The results replicate McCabe et al.’s (2022) finding that all PID-5 scales load on a general factor. Although the loadings are not as high, they are substantial and 23 out of the 25 loadings are above .5. Table 1 also shows that all scales have unique variance that is not explained by the factors of the halo-Big5 model. 18 of the 25 Loadings on the uniqueness factor are above .5. Finally, the loadings on the Big Five factors are consistent with factor analyses of the PID-5, but the magnitude of these loadings is relatively modest. Only 7 of the 25 loadings are above .5, and only 5 of the 25 scales have a higher loading on a Big-Five factor than on the general factor. These results are consistent with a similar analysis of the CAT-PD scales (Schimmack, 2022b).

In conclusion, self-reports of maladaptive personality that have been proposed as instruments for clinical diagnoses of personality disorders are strongly influenced by a general factor that is common to different instruments such as the Levels of Personality Functioning Scale (Morey, 2017), the Computerized Adapative Test of Personality Disorders (CAT-PD; Simms, Goldberg, Roberts, Watson, Welte, & Rotterman, 2011), and the Personality Inventory for DSM-5 (PID-5; Krueger, Derringer, Markon, Watson, & Skodol, 2012).
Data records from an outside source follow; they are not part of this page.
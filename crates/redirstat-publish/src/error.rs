use std::path::PathBuf;
use thiserror::Error;

#[derive(Error, Debug)]
pub enum Error {
    #[error("Failed to write local artifact {path}: {source}")]
    LocalWrite {
        path: PathBuf,
        source: std::io::Error,
    },

    #[error("Transport error: {0}")]
    Transport(#[from] reqwest::Error),
}

pub type Result<T> = std::result::Result<T, Error>;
Concerns about the influence of response styles on self-ratings are as old as self-reports. Campbell and Fiske (1959) demonstrated that self-ratings of personality traits are more highly correlated with each other than with informant ratings of the same traits. Confirmatory factor analyses of multi-trait-multi-rater data revealed the presence of an evaluative factor that is largely independent across different raters (Anusic et al., 2009). This factor has several names, but it reflects the desirability of items independent of their descriptive meaning. Clinical researchers interested in personality disorder also observed a general factor, but interpreted it as a substantive factor. As I demonstrated in several studies, the halo factor in ratings of normal personality is strongly correlated with the general factor in self-report instruments to diagnose personality disorders. This finding challenges the prevalent interpretation of the general factor as a valid dimension of personality disorder. At a minimum, the results suggest that ratings of maladaptive and undesirable traits are influenced by socially desirable responding. Despite the long history of research on socially desirability, researchers who study personality disorders have downplayed or ignored this possibility. For example, McCabe et al. (2022) dismiss the response style explanation with the argument that “it is more likely that persons are providing reasonably forthright self-descriptions,” while ignoring the finding that the evaluative factor in self-ratings lacks convergent validity with informant ratings (Anusic et al., 2009), and mentioning earlier that Anusic et al.’s (2009) results provided support for this hypothesis. They also admit that their results “are consistent with, or at least don’t rule out, the social undesirability or evaluative bias hypothesis” (p. 151), but then conclude that “some persons do indeed have many undesirable traits whereas other persons have many desirable traits” (p. 151) without citing any evidence for this claim. In fact, it is much more common for respondents to have none of the personality disorders (i.e., a score in the upper 10% of a scale, 44%) and few participants have more than 10 disorders (5%). This asymmetry is more consistent with a response style that attenuates scores on undesirable traits than a broad dispositions that make some people have many undesirable traits.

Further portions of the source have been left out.